[Opening PROVIDED DATA section]

impl CameraSdk for MockCameraSdk {
    fn enumerate_cameras(&self) -> Result<Vec<String>, SdkError> {
        Ok(self.behavior.cameras.clone())
    }

    fn open(&self, name: &str) -> Result<CameraHandle, SdkError> {
        Counters::bump(&self.counters.open_calls);
        self.check_injected(SetupStage::OpenDevice)?;
        if !self.behavior.cameras.iter().any(|c| c == name) {
            return Err(self.fail(INVALID_ARGUMENT, format!("Camera '{name}' not found")));
        }

        let handle = CameraHandle(self.next_handle.fetch_add(1, Ordering::Relaxed));
        lock(&self.sessions).insert(handle, MockSession::default());
        tracing::debug!(camera = name, handle = handle.0, "Mock camera opened");
        Ok(handle)
    }

    fn close(&self, handle: CameraHandle) -> Result<(), SdkError> {
        Counters::bump(&self.counters.close_calls);
        let session = lock(&self.sessions).remove(&handle);
        match session {
            Some(session) => {
                if let Some(acquisition) = session.acquisition {
                    stop_acquisition(acquisition);
                }
                Ok(())
            }
            None => Err(self.unknown_handle(handle)),
        }
    }

    fn select_exposure_mode(
        &self,
        handle: CameraHandle,
        mode: ExposureMode,
    ) -> Result<NegotiatedMode, SdkError> {
        self.check_injected(SetupStage::SelectExposureMode)?;
        if !lock(&self.sessions).contains_key(&handle) {
            return Err(self.unknown_handle(handle));
        }
        let raw = mode
            .raw_value()
            .unwrap_or(self.behavior.default_exposure_mode);
        Ok(NegotiatedMode {
            requested: mode,
            raw,
        })
    }

    fn setup_continuous(
        &self,
        handle: CameraHandle,
        region: &Region,
        _mode: NegotiatedMode,
        _exposure_ms: u32,
        _policy: BufferPolicy,
    ) -> Result<usize, SdkError> {
        self.check_injected(SetupStage::SetupAcquisition)?;
        if !region.is_valid() {
            return Err(self.fail(INVALID_ARGUMENT, format!("Invalid region {region:?}")));
        }

        let frame_bytes = self.behavior.frame_bytes.unwrap_or_else(|| {
            (region.width() as usize) * (region.height() as usize) * std::mem::size_of::<u16>()
        });

        let mut sessions = lock(&self.sessions);
        let Some(session) = sessions.get_mut(&handle) else {
            drop(sessions);
            return Err(self.unknown_handle(handle));
        };
        session.frame_bytes = Some(frame_bytes);
        Ok(frame_bytes)
    }

    #[allow(unsafe_code)]
    unsafe fn register_eof_callback(
        &self,
        handle: CameraHandle,
        callback: EofCallback,
        context: *mut c_void,
    ) -> Result<(), SdkError> {
        Counters::bump(&self.counters.register_calls);
        self.check_injected(SetupStage::RegisterCallback)?;
        let registration = match lock(&self.sessions).get(&handle) {
            Some(session) => Arc::clone(&session.registration),
            None => return Err(self.unknown_handle(handle)),
        };
        *lock(&registration) = Some(Registration {
            callback,
            context: context as usize,
        });
        Ok(())
    }

    fn deregister_eof_callback(&self, handle: CameraHandle) -> Result<(), SdkError> {
        Counters::bump(&self.counters.deregister_calls);
        let registration = match lock(&self.sessions).get(&handle) {
            Some(session) => Arc::clone(&session.registration),
            None => return Err(self.unknown_handle(handle)),
        };
        // Waits for an in-flight notification to finish.
        *lock(&registration) = None;
        Ok(())
    }

    #[allow(unsafe_code)]
    unsafe fn start_continuous(
        &self,
        handle: CameraHandle,
        buffer: *mut u8,
        len: usize,
    ) -> Result<(), SdkError> {
        Counters::bump(&self.counters.start_calls);
        self.check_injected(SetupStage::StartAcquisition)?;

        let mut sessions = lock(&self.sessions);
        let Some(session) = sessions.get_mut(&handle) else {
            drop(sessions);
            return Err(self.unknown_handle(handle));
        };
        if session.acquisition.is_some() {
            drop(sessions);
            return Err(self.fail(INVALID_STATE, "Acquisition already running"));
        }
        let Some(frame_bytes) = session.frame_bytes else {
            drop(sessions);
            return Err(self.fail(INVALID_STATE, "Continuous acquisition not set up"));
        };
        if buffer.is_null() || frame_bytes == 0 || len < frame_bytes {
            drop(sessions);
            return Err(self.fail(
                INVALID_ARGUMENT,
                format!("Buffer of {len} bytes cannot hold a {frame_bytes} byte frame"),
            ));
        }

        *lock(&session.queue) = ReadyQueue::default();
        let driver = NotificationThread {
            camera: handle.0,
            buffer: buffer as usize,
            frame_bytes,
            slots: len / frame_bytes,
            behavior: self.behavior.clone(),
            registration: Arc::clone(&session.registration),
            queue: Arc::clone(&session.queue),
            counters: Arc::clone(&self.counters),
        };

        let (stop, stop_rx) = mpsc::channel();
        let thread = thread::Builder::new()
            .name("mock-pvcam-notify".to_string())
            .spawn(move || driver.run(stop_rx))
            .map_err(|e| {
                SdkError::new(INVALID_STATE, format!("Failed to spawn notification thread: {e}"))
            });
        let thread = match thread {
            Ok(thread) => thread,
            Err(err) => {
                drop(sessions);
                *lock(&self.last_error) = err.clone();
                return Err(err);
            }
        };
        session.acquisition = Some(Acquisition { stop, thread });
        Ok(())
    }

    fn abort(&self, handle: CameraHandle) -> Result<(), SdkError> {
        Counters::bump(&self.counters.abort_calls);
        let acquisition = match lock(&self.sessions).get_mut(&handle) {
            Some(session) => session.acquisition.take(),
            None => return Err(self.unknown_handle(handle)),
        };
        // Join outside the sessions lock: the callback may be inside fetch_latest_frame.
        if let Some(acquisition) = acquisition {
            stop_acquisition(acquisition);
        }
        Ok(())
    }

    fn fetch_latest_frame(&self, handle: CameraHandle) -> Result<LatestFrame, SdkError> {
        Counters::bump(&self.counters.fetch_calls);
        let queue = match lock(&self.sessions).get(&handle) {
            Some(session) => Arc::clone(&session.queue),
            None => return Err(self.unknown_handle(handle)),
        };

        let mut queue = lock(&queue);
        let latest = match queue.latest {
            Some(latest) if queue.pending > 0 => latest,
            _ => {
                drop(queue);
                return Err(self.fail(NO_NEW_FRAME, "No new frame available"));
            }
        };
        if self.behavior.fail_fetch_on.contains(&latest.info.frame_nr) {
            drop(queue);
            return Err(self.fail(
                FETCH_FAILED,
                format!("Injected fetch failure on frame {}", latest.info.frame_nr),
            ));
        }
        queue.pending = 0;
        Ok(latest)
    }

    fn last_error(&self) -> SdkError {
        lock(&self.last_error).clone()
    }
}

[Closing PROVIDED DATA section]

- _DESCRIPTION OF THE TASK_: Based on the entries above, please state how many lines include "pending", leaving out everything else.

- _RESPONSE AREA_: 2